The Unedited Truth About Romanticizing Emotional Abuse

Trigger warning: abuse

There’s a lot of damaging behaviors in relationships that we so often romanticize; we have a way of rewriting our pain so it comes off as poetic. And with emotional abuse, that’s so easy to do because of the push and pull of it. The days of heartache and misery and sleeping beneath the same sheets but existing in two very different worlds can be met with a week of absolute euphoria, grand romantic gestures and adoration.

But for those of us who have found ourselves in an abusive relationship, we know that being swept up in the chaos of it all is what keeps us in the toxic cycle. Each time they fall back on hoovering techniques to drag as back into their games, we tell ourselves they really have changed—of course they have. We gush to our friends about the wonderful dinner they cooked for us after a tough day at work, how they massaged our feet without once complaining that we never do the same for them. We post photos on social media of the roses they bought us and our favorite chocolates “just because,” when in reality, they’re apology flowers or “please don’t leave me, look, I can make an effort” flowers.

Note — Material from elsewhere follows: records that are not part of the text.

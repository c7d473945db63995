//! Lossless byte compression with Huffman coding.
//!
//! [`Codec`] covers the in-memory round trip, [`container`] adds the file
//! layout that lets a later session rebuild the tree.

pub mod codec;
pub mod container;
pub mod error;
pub mod frequency;
pub mod stats;
pub mod tree;

pub use codec::{Codec, EncodedPayload};
pub use error::{HuffmanError, Result};
pub use frequency::FrequencyTable;
pub use stats::CompressionStats;
pub use tree::{CodeTable, HuffmanTree, Node, NodeId};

When our friends keep giving us harsh reality checks because they can see just how well he’s pulled the wool over our eyes once again, we become defensive. We repeat his words to them, telling them he’s had a difficult life, his childhood was messy and his parents never loved him enough. We tell them he didn’t mean to hurt us, we try to convince them that his tears were real when he apologized, that he’s damaged and we need to stick around to help him.

But in all this, in the lying to our friends and family about how much he’s changed and lying to ourselves about how hurt and afraid we really are and keeping up appearances on social media, we feel isolated and exhausted. We want so badly for it to be okay. We want to not feel broken every time he calls us crazy or insecure or overly emotional every time we simply call him out on his shit. We want to believe that this sort of thing happens in every relationship. We tell ourselves we’re just so in love and with every passionate thing, there’s bound to be blazing fights. There’s bound to be words so hurtful that no apology will ever erase them. There’s bound to be times when his anger overwhelms him and he grabs us; it’s our own fault for pushing him that far. We start to believe all of the awful things he’s told us over the years—that we are to blame and he’s just doing his best, that he’s a truly great guy for putting up with us.

In romanticizing it, we keep ourselves trapped and we keep him in control. We put this fairytale spin on something far more sinister because we can’t cope with the idea that we wasted so much time on someone so unworthy of our love.

But sweet girl, if you’re reading this and you’re here in this cycle, if you lay beside him at night and feel as if the walls are closing in on you, romanticizing it won’t make it change. Convincing yourself won’t make it so. You’re worth more. You’re worth something that doesn’t need romanticizing because it just is.